Consider sleep in terms of appetite and food intake. There is no decree that says every human being must eat three meals per day in order to not feel hungry and function normally. There is a normal degree of variance. Just as our bodies tolerate varying caloric intake and even timing, the same is likely true of sleep. However, without enough to eat, weight loss, and malnutrition quickly follow. It is reasonable to be concerned about similar effects with sleep deprivation that often occurs with polyphasic sleep.

Pros and Cons

Before adopting a modified sleep schedule, consider some of the potential benefits and pros and cons of strictly adhering to a polyphasic sleep schedule.

Polyphasic Sleep Schedule Pros

Consider some of the benefits of adjusting your sleep schedule.
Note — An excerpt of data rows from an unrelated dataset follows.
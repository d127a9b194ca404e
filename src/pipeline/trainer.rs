//! Model training stage

use super::Stage;
use crate::artifact::Artifact;
use crate::config::{ElasticNetParams, ModelTrainerConfig};
use crate::error::{Result, StageContext};
use crate::training::{split_features_target, ElasticNet};
use ndarray::Array2;
use tracing::info;

/// Fit an elastic net on a transformed training array.
pub fn fit_model(train: &Array2<f64>, params: &ElasticNetParams) -> Result<ElasticNet> {
    params.validate()?;
    let (x, y) = split_features_target(train)?;
    let mut model = ElasticNet::new(*params);
    model.fit(&x, &y)?;
    Ok(model)
}

/// Load the training array, fit the model and persist it.
pub fn train_model(config: &ModelTrainerConfig, params: &ElasticNetParams) -> Result<ElasticNet> {
    const STAGE: &str = Stage::Training.name();
    let train = Array2::<f64>::load(&config.train_array_path).in_stage(STAGE)?;
    let model = fit_model(&train, params).in_stage(STAGE)?;
    model.save(&config.model_path).in_stage(STAGE)?;

    info!(
        rows = train.nrows(),
        features = train.ncols() - 1,
        n_iter = model.n_iter,
        converged = model.converged,
        model_path = %config.model_path.display(),
        "Model trained"
    );
    Ok(model)
}

#[cfg(test)]
mod tests {
    use super::*;
    use ndarray::array;

    #[test]
    fn test_fit_model_is_deterministic() {
        let train = array![
            [0.1, 1.0, 5.0],
            [0.4, -1.0, 6.0],
            [0.9, 0.5, 7.0],
            [1.3, -0.2, 6.0],
            [1.8, 0.3, 8.0]
        ];
        let params = ElasticNetParams::new(0.1, 0.5, 42);
        let a = fit_model(&train, &params).unwrap();
        let b = fit_model(&train, &params).unwrap();
        assert_eq!(a.coefficients, b.coefficients);
        assert_eq!(a.intercept, b.intercept);
        assert_eq!(a.n_features_in(), Some(2));
    }

    #[test]
    fn test_train_model_persists() {
        let dir = tempfile::tempdir().unwrap();
        let config = ModelTrainerConfig {
            train_array_path: dir.path().join("train.bin"),
            model_path: dir.path().join("models").join("model.bin"),
        };
        array![[1.0, 3.0], [2.0, 5.0], [3.0, 7.0]]
            .save(&config.train_array_path)
            .unwrap();

        let model = train_model(&config, &ElasticNetParams::new(0.01, 0.5, 0)).unwrap();
        let loaded = ElasticNet::load(&config.model_path).unwrap();
        assert_eq!(loaded.coefficients, model.coefficients);
        assert_eq!(loaded.params, model.params);
    }
}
  • Reduced time spent sleeping may give the opportunity for increased productivity
  • May meet sleep needs if total sleep obtained is equivalent to sleep need
  • May reflect some circadian demands (such as the afternoon desire for a nap)
  • May enhance sleep depth (increasing slow-wave sleep) through deprivation
  • Adenosine levels may be reset multiple times per day, possibly enhancing mental clarity
  • It is normal to wake up at the end of a sleep cycle (occurring at about two-hour intervals), and it may be tempting to get up then
  • May help to accommodate atypical circadian patterns or work-life demands (including delayed sleep phase syndrome or shift work sleep disorder)
  • More likely to have lucid dreaming due to REM sleep fragmentation (but it also may potentiate sleep paralysis and other mixed states of consciousness leading to sleep behaviors)
  • It is possible to subsist on sleep deprivation (just as the body can survive with minimal calories)
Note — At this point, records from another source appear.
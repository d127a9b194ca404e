//! Single-row prediction from persisted artifacts

use crate::artifact::Artifact;
use crate::config::ModelPredictionConfig;
use crate::data::RawRow;
use crate::error::{PipelineError, Result};
use crate::preprocessing::FittedPreprocessor;
use crate::training::ElasticNet;
use ndarray::Array1;
use polars::prelude::DataFrame;
use std::sync::Arc;
use tracing::{debug, info};

/// Fitted preprocessor and model, loaded once and shared read-only.
///
/// Cloning is cheap; clones share the same artifacts.
#[derive(Debug, Clone)]
pub struct Predictor {
    preprocessor: Arc<FittedPreprocessor>,
    model: Arc<ElasticNet>,
}

impl Predictor {
    /// Pair a preprocessor with a model fitted on its output.
    pub fn new(preprocessor: FittedPreprocessor, model: ElasticNet) -> Result<Self> {
        let model_features = model.n_features_in().ok_or(PipelineError::ModelNotFitted)?;
        if model_features != preprocessor.n_features_out() {
            return Err(PipelineError::ShapeError {
                expected: format!("model over {} features", preprocessor.n_features_out()),
                actual: format!("model over {} features", model_features),
            });
        }
        Ok(Self {
            preprocessor: Arc::new(preprocessor),
            model: Arc::new(model),
        })
    }

    /// Load both artifacts from disk.
    pub fn load(config: &ModelPredictionConfig) -> Result<Self> {
        let preprocessor = FittedPreprocessor::load(&config.preprocessor_path)?;
        let model = ElasticNet::load(&config.model_path)?;
        let predictor = Self::new(preprocessor, model)?;

        info!(
            preprocessor = %config.preprocessor_path.display(),
            model = %config.model_path.display(),
            features_in = predictor.preprocessor.n_features_in(),
            "Predictor loaded"
        );
        Ok(predictor)
    }

    /// Raw columns every input row must carry
    pub fn required_columns(&self) -> Vec<&str> {
        self.preprocessor.partition().all_features().collect()
    }

    pub fn preprocessor(&self) -> &FittedPreprocessor {
        &self.preprocessor
    }

    pub fn model(&self) -> &ElasticNet {
        &self.model
    }

    /// Predict one raw row. Extra fields are ignored; absent required fields
    /// are rejected.
    pub fn predict(&self, row: &RawRow) -> Result<f64> {
        let present: Vec<&str> = row.names().collect();
        let missing: Vec<&str> = self
            .required_columns()
            .into_iter()
            .filter(|c| !present.contains(c))
            .collect();
        if !missing.is_empty() {
            return Err(PipelineError::InvalidInput(format!(
                "missing required input columns {:?}",
                missing
            )));
        }

        let predictions = self.predict_frame(&row.to_frame()?)?;
        let score = predictions[0];
        debug!(score, "Row predicted");
        Ok(score)
    }

    /// Predict every row of a raw frame.
    pub fn predict_frame(&self, df: &DataFrame) -> Result<Array1<f64>> {
        let x = self.preprocessor.transform(df)?;
        self.model.predict(&x)
    }
}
Polyphasic Sleep Schedule Cons

Unfortunately, there are many potential drawbacks and cons of following a polyphasic sleep schedule.
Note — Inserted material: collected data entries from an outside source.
//! Column transformer: the numeric and categorical branches side by side

use super::{
    config::PreprocessingConfig,
    encoder::OneHotEncoder,
    imputer::Imputer,
    scaler::StandardScaler,
    FeaturePartition,
};
use crate::artifact::{Artifact, ArtifactKind};
use crate::error::{PipelineError, Result};
use ndarray::Array2;
use polars::prelude::*;
use serde::{Deserialize, Serialize};
use std::time::Instant;
use tracing::debug;

/// Build the unfitted transformation for a feature partition.
///
/// No data is touched until [`ColumnTransformer::fit`].
pub fn build_preprocessor(partition: &FeaturePartition) -> ColumnTransformer {
    ColumnTransformer::new(partition.clone())
}

/// Unfitted column-wise transformation
#[derive(Debug, Clone, PartialEq)]
pub struct ColumnTransformer {
    config: PreprocessingConfig,
    partition: FeaturePartition,
}

impl ColumnTransformer {
    pub fn new(partition: FeaturePartition) -> Self {
        Self::with_config(partition, PreprocessingConfig::default())
    }

    pub fn with_config(partition: FeaturePartition, config: PreprocessingConfig) -> Self {
        Self { config, partition }
    }

    pub fn partition(&self) -> &FeaturePartition {
        &self.partition
    }

    pub fn config(&self) -> &PreprocessingConfig {
        &self.config
    }

    /// Learn every statistic from `df`. Extra columns are ignored.
    pub fn fit(&self, df: &DataFrame) -> Result<FittedPreprocessor> {
        let start = Instant::now();
        let frame = select_typed(df, &self.partition)?;

        let numeric = if self.partition.numeric_features.is_empty() {
            None
        } else {
            let cols = as_strs(&self.partition.numeric_features);
            let mut imputer = Imputer::new(self.config.numeric_impute_strategy);
            let imputed = imputer.fit_transform(&frame, &cols)?;
            let scaler = if self.config.scale_numeric {
                let mut scaler = StandardScaler::new(true);
                scaler.fit(&imputed, &cols)?;
                Some(scaler)
            } else {
                None
            };
            Some(NumericBranch { imputer, scaler })
        };

        let categorical = if self.partition.categorical_features.is_empty() {
            None
        } else {
            let cols = as_strs(&self.partition.categorical_features);
            let mut imputer = Imputer::new(self.config.categorical_impute_strategy);
            let imputed = imputer.fit_transform(&frame, &cols)?;
            let mut encoder = OneHotEncoder::new();
            let encoded = encoder.fit_transform(&imputed, &cols)?;
            let scaler = if self.config.scale_categorical {
                let names = encoder.output_names();
                let mut scaler = StandardScaler::new(false);
                scaler.fit(&encoded, &as_strs(&names))?;
                Some(scaler)
            } else {
                None
            };
            Some(CategoricalBranch {
                imputer,
                encoder,
                scaler,
            })
        };

        let mut feature_names_out = self.partition.numeric_features.clone();
        if let Some(branch) = &categorical {
            feature_names_out.extend(branch.encoder.output_names());
        }

        debug!(
            rows = df.height(),
            features_in = self.partition.len(),
            features_out = feature_names_out.len(),
            elapsed_ms = start.elapsed().as_millis() as u64,
            "Preprocessor fitted"
        );

        Ok(FittedPreprocessor {
            partition: self.partition.clone(),
            numeric,
            categorical,
            feature_names_out,
            n_samples_seen: df.height(),
        })
    }

    /// Fit on `df` and transform it with the fitted result.
    pub fn fit_transform(&self, df: &DataFrame) -> Result<(FittedPreprocessor, Array2<f64>)> {
        let fitted = self.fit(df)?;
        let transformed = fitted.transform(df)?;
        Ok((fitted, transformed))
    }
}

#[derive(Debug, Clone, Serialize, Deserialize)]
struct NumericBranch {
    imputer: Imputer,
    scaler: Option<StandardScaler>,
}

#[derive(Debug, Clone, Serialize, Deserialize)]
struct CategoricalBranch {
    imputer: Imputer,
    encoder: OneHotEncoder,
    scaler: Option<StandardScaler>,
}

/// A fitted transformation. Immutable: there is no way to refit it.
#[derive(Debug, Clone, Serialize, Deserialize)]
pub struct FittedPreprocessor {
    partition: FeaturePartition,
    numeric: Option<NumericBranch>,
    categorical: Option<CategoricalBranch>,
    feature_names_out: Vec<String>,
    n_samples_seen: usize,
}

impl FittedPreprocessor {
    /// Apply the fitted statistics to `df`.
    ///
    /// Output columns are the numeric features in partition order followed by
    /// the one-hot indicators, as given by [`Self::feature_names_out`].
    pub fn transform(&self, df: &DataFrame) -> Result<Array2<f64>> {
        let frame = select_typed(df, &self.partition)?;
        let n_rows = df.height();
        let mut out = Array2::<f64>::zeros((n_rows, self.feature_names_out.len()));
        let mut col_idx = 0;

        if let Some(branch) = &self.numeric {
            let mut numeric = branch.imputer.transform(&frame)?;
            if let Some(scaler) = &branch.scaler {
                numeric = scaler.transform(&numeric)?;
            }
            for name in &self.partition.numeric_features {
                fill_output_column(&mut out, col_idx, &numeric, name)?;
                col_idx += 1;
            }
        }

        if let Some(branch) = &self.categorical {
            let imputed = branch.imputer.transform(&frame)?;
            let mut encoded = branch.encoder.transform(&imputed)?;
            if let Some(scaler) = &branch.scaler {
                encoded = scaler.transform(&encoded)?;
            }
            for name in branch.encoder.output_names() {
                fill_output_column(&mut out, col_idx, &encoded, &name)?;
                col_idx += 1;
            }
        }

        Ok(out)
    }

    pub fn partition(&self) -> &FeaturePartition {
        &self.partition
    }

    /// Output column names, in output order
    pub fn feature_names_out(&self) -> &[String] {
        &self.feature_names_out
    }

    pub fn n_features_in(&self) -> usize {
        self.partition.len()
    }

    pub fn n_features_out(&self) -> usize {
        self.feature_names_out.len()
    }

    /// Rows seen at fit time
    pub fn n_samples_seen(&self) -> usize {
        self.n_samples_seen
    }

    pub fn numeric_imputer(&self) -> Option<&Imputer> {
        self.numeric.as_ref().map(|b| &b.imputer)
    }

    pub fn numeric_scaler(&self) -> Option<&StandardScaler> {
        self.numeric.as_ref().and_then(|b| b.scaler.as_ref())
    }

    pub fn categorical_imputer(&self) -> Option<&Imputer> {
        self.categorical.as_ref().map(|b| &b.imputer)
    }

    pub fn encoder(&self) -> Option<&OneHotEncoder> {
        self.categorical.as_ref().map(|b| &b.encoder)
    }
}

impl Artifact for FittedPreprocessor {
    const KIND: ArtifactKind = ArtifactKind::Preprocessor;
}

fn as_strs(names: &[String]) -> Vec<&str> {
    names.iter().map(String::as_str).collect()
}

/// Select the partition's columns and coerce them: numeric features to
/// `Float64` with NaN as null, categorical features to canonical text.
fn select_typed(df: &DataFrame, partition: &FeaturePartition) -> Result<DataFrame> {
    let mut columns = Vec::with_capacity(partition.len());

    for name in &partition.numeric_features {
        let series = df
            .column(name)
            .map_err(|_| PipelineError::FeatureNotFound(name.clone()))?
            .as_materialized_series();
        let numeric = series.strict_cast(&DataType::Float64).map_err(|_| {
            PipelineError::ValidationError(format!(
                "column '{}' contains values that are not numbers",
                name
            ))
        })?;
        let cleaned: Float64Chunked = numeric
            .f64()?
            .into_iter()
            .map(|v| v.filter(|x| !x.is_nan()))
            .collect();
        columns.push(cleaned.with_name(name.as_str().into()).into_series().into_column());
    }

    for name in &partition.categorical_features {
        let series = df
            .column(name)
            .map_err(|_| PipelineError::FeatureNotFound(name.clone()))?
            .as_materialized_series();
        columns.push(categorical_text(series)?.into_column());
    }

    Ok(DataFrame::new(columns)?)
}

/// Render a categorical column as text that does not depend on its dtype.
///
/// Numbers print through `f64` so an integer code read from CSV and the same
/// code sent as a float both become `"1"`.
fn categorical_text(series: &Series) -> Result<Series> {
    let dtype = series.dtype();
    if !(dtype.is_integer() || dtype.is_float()) {
        return Ok(series.cast(&DataType::String)?);
    }

    let values = series.cast(&DataType::Float64)?;
    let text: StringChunked = values
        .f64()?
        .into_iter()
        .map(|v| v.filter(|x| !x.is_nan()).map(|x| x.to_string()))
        .collect();
    Ok(text.with_name(series.name().clone()).into_series())
}

fn fill_output_column(out: &mut Array2<f64>, idx: usize, df: &DataFrame, name: &str) -> Result<()> {
    let column = df
        .column(name)
        .map_err(|_| PipelineError::FeatureNotFound(name.to_string()))?;
    let ca = column.as_materialized_series().f64()?;

    for (row, value) in ca.into_iter().enumerate() {
        match value {
            Some(v) if v.is_finite() => out[[row, idx]] = v,
            _ => {
                return Err(PipelineError::ComputationError(format!(
                    "non-finite value in transformed column '{}' at row {}",
                    name, row
                )))
            }
        }
    }
    Ok(())
}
  • It may inevitably lead to sleep deprivation if inadequate time is spent sleeping to meet sleep needs (with potentially serious consequences)
  • It may not meet the demands of the sleep drive or circadian alerting signal to optimize the quality of both sleep and wakefulness
  • People are much more cognitively and physically impaired than they realize with a lack of insight into the impairment
  • Among those with a predisposition towards bipolar disorder, it may provoke periods of mania
  • Common side effects include appetite changes, chills, moodiness, constipation, and eye strain
  • It affects hormone release (suppressing growth hormone and impacting thyroid, leptin, and ghrelin hormones), and disturbs heart rate, metabolism, blood pressure, and other circadian patterns
  • It does not reflect the circadian rhythms for most, raising the risk of obesity, heart disease, breast cancer, and increased mortality
  • Society may not accommodate the demands, with negative social impacts including professional and relationship disruption
  • The challenges may include staying awake at night, waking after short periods of sleep, increased caffeine or alcohol dependence, the effects of light and temperature in regulating sleep and wakefulness, and maintaining the routine while feeling poorly

A Word From Verywell

Sleep has an important function for health and well-being. It should not be neglected. When sleep needs are adequately met, most will feel better. If an atypical schedule is required, or selected, sleep needs of seven to nine hours for adults should be met to avoid the perils of sleep deprivation. In all cases, drowsy driving must never be tolerated due to the high potential for a serious accident.

One day, humans may be able to curtail their sleep needs. It may be possible to increase the efficiency of the system. Less sleep may be obtained while waking feeling refreshed with preservation in daytime function. Unfortunately, presently, we still must submit to the limits of our mortal bodies and respect the processes in place to optimize our ability to sleep.